25 thoughts on “Do the Packers Have the Best Cornerback Trio in the League?

  1. Wow. I’m well aware of how well Shields did last season, but I would not have expected him to be ranked that high statistically. To produce like that as a rookie with limited experience at the position would seem to indicate that he has a very high ceiling to reach in his career. Thompson found a true “diamond in the rough” with that one.

    I also find it interesting to see how relatively low Woodson ranked. We know he’s more than just a cornerback, but it lends more evidence to the perception that his age is catching up with him in that regard. At what point does he become a liability in coverage?

    1. TT may have found another Hope Diamond…

      I could really see Woodson being used more in a type of “Rover” role where he could be used to confuse offenses and be disruptive.
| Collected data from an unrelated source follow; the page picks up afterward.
use crate::{events::EventEmitter, AgentClient, CodeImplementation, PathId, ToolError};
use async_trait::async_trait;
use serde::{Deserialize, Serialize};
use std::sync::Arc;

/// Core trait that every callable tool implements
#[async_trait]
pub trait ToolHandler: Send + Sync {
    /// Tool name as it appears in the agent's catalog
    fn name(&self) -> &str;

    fn description(&self) -> &str;

    /// JSON Schema for the tool input
    fn input_schema(&self) -> serde_json::Value {
        serde_json::json!({ "type": "object" })
    }

    /// Execute the tool with given context
    async fn execute(&self, ctx: ToolContext) -> Result<ToolOutput, ToolError>;
}

/// Lets a tool call other registered tools (composition).
#[async_trait]
pub trait ToolInvoker: Send + Sync {
    async fn invoke_tool(&self, name: &str, ctx: ToolContext) -> Result<ToolOutput, ToolError>;
}

/// Executes generated code. The input is passed as JSON; implementations
/// report an optional confidence alongside the result.
#[async_trait]
pub trait CodeRunner: Send + Sync {
    async fn run(
        &self,
        code: &CodeImplementation,
        input: serde_json::Value,
        cancellation: tokio_util::sync::CancellationToken,
    ) -> Result<ToolOutput, ToolError>;
}

/// Execution context passed to each tool call
#[derive(Clone)]
pub struct ToolContext {
    pub path_id: PathId,

    /// Node whose agent turn issued the call
    pub node: String,

    pub input: serde_json::Value,

    pub events: EventEmitter,

    pub cancellation: tokio_util::sync::CancellationToken,

    pub agent: Option<Arc<dyn AgentClient>>,

    pub invoker: Option<Arc<dyn ToolInvoker>>,
}

impl ToolContext {
    pub fn new(path_id: PathId, node: impl Into<String>, input: serde_json::Value, events: EventEmitter) -> Self {
        Self {
            path_id,
            node: node.into(),
            input,
            events,
            cancellation: tokio_util::sync::CancellationToken::new(),
            agent: None,
            invoker: None,
        }
    }

    /// Same context with a different input, for nested calls.
    pub fn with_input(&self, input: serde_json::Value) -> Self {
        Self {
            input,
            ..self.clone()
        }
    }

    pub fn require_input(&self, name: &str) -> Result<&serde_json::Value, ToolError> {
        self.input
            .get(name)
            .ok_or_else(|| ToolError::MissingInput(name.to_string()))
    }

    pub fn require_str(&self, name: &str) -> Result<&str, ToolError> {
        self.require_input(name)?
            .as_str()
            .ok_or_else(|| ToolError::InvalidInput {
                field: name.to_string(),
                expected: "string".to_string(),
            })
    }
}

/// Output from a tool call
#[derive(Debug, Clone, Serialize, Deserialize, PartialEq)]
pub struct ToolOutput {
    pub value: serde_json::Value,

    /// Self-reported confidence in `[0, 1]`, used to gate generated code
    #[serde(default, skip_serializing_if = "Option::is_none")]
    pub confidence: Option<f64>,

    /// Why generated code behind the tool was bypassed, when it was
    #[serde(default, skip_serializing_if = "Option::is_none")]
    pub refinement: Option<String>,
}

impl ToolOutput {
    pub fn new(value: serde_json::Value) -> Self {
        Self {
            value,
            confidence: None,
            refinement: None,
        }
    }

    pub fn with_confidence(mut self, confidence: f64) -> Self {
        self.confidence = Some(confidence);
        self
    }

    pub fn with_refinement(mut self, reason: impl Into<String>) -> Self {
        self.refinement = Some(reason.into());
        self
    }
}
  2. well here is what im thinking of course they were the best CB trio look at the packers passing defense stats, and yes obviously the pass rush helped this year but to go further into it i would just say the best secondary what team can match williams woodson shields collins and who ever else we throw out there.. teams didnt throw alot to shields because he was very good in coverage i belive he was able to come in and do so well because of sheer athletic ability and as a player who played on the other side of the ball i think it left him with a great understanding of how offenses would try to attack whether from the outside or the slot. although he did struggle against some of the bigger WR’s although i cant fault a rookie WR getting burned by brandon marshal.

    1. There are plenty of guys with pure athletic ability that couldn’t have done what Shields did. According to Whitt, Shields was one of the most dedicated rookies in the classroom he’s ever seen. He actually grasped the defense rather quickly and as a result, did not make a lot of mistakes on the field.

      1. I read that Shilds and Morgan Burnett were training camp roommates and did a lot of work together to learn the defense. One of them commented that they were both able to benefit from each others training and that really helped speed their development.

  3. The Packers play nickel so much, it’s typically Tramon and Shields in coverage. Woodson’s up at the line, either in run support/blitzing, or picking up a third WR or TE not covered by someone else. Lot of Packer fans speculating that Woodson will move to safety as he gets older – folks, he’s already basically playing like an in-the-box safety.

    1. Agreed. Plus, in the SB, the starting lineup had Woodson as a S.
      It was a 3-4 base, with Raji, Pickett and Jenkins, with Howard subbing in sometimes to play a 4-4 front.

      All the while, when with only 4 or 3 DBs, Woodson was playing SS, with Shields and Williams on the outside and Collins as the FS, usually deep playing single-high.

      IIRC, we played a lot less 2-4 than we did all season long.

  4. A great article and good analysis of the stats. However, think about the second half of the Super Bowl when Woodson and Shields were hurt. Shields begged Joe Witt to come back in the game and promptly gave up a TD because of his injury. Witt apologized and said it was a huge mistake for him to let Shields return under those circumstances and he never played another down for the rest of the game. So are Lee and Bush stars also?

  5. The Packers absolutely have the best trio of corners in the NFL. No other team is close in my eyes. In terms of pure coverage ability, at this point Woodson is probably the weak link of the three at this point and he is still better than a bunch of teams #1. Add in the fact that the weakest cover guy is the best run support corner in the league and you cannot argue that the packers are the best if you look 3 deep. I hope Joe Whitt is right about Shields. The athletic ability is there.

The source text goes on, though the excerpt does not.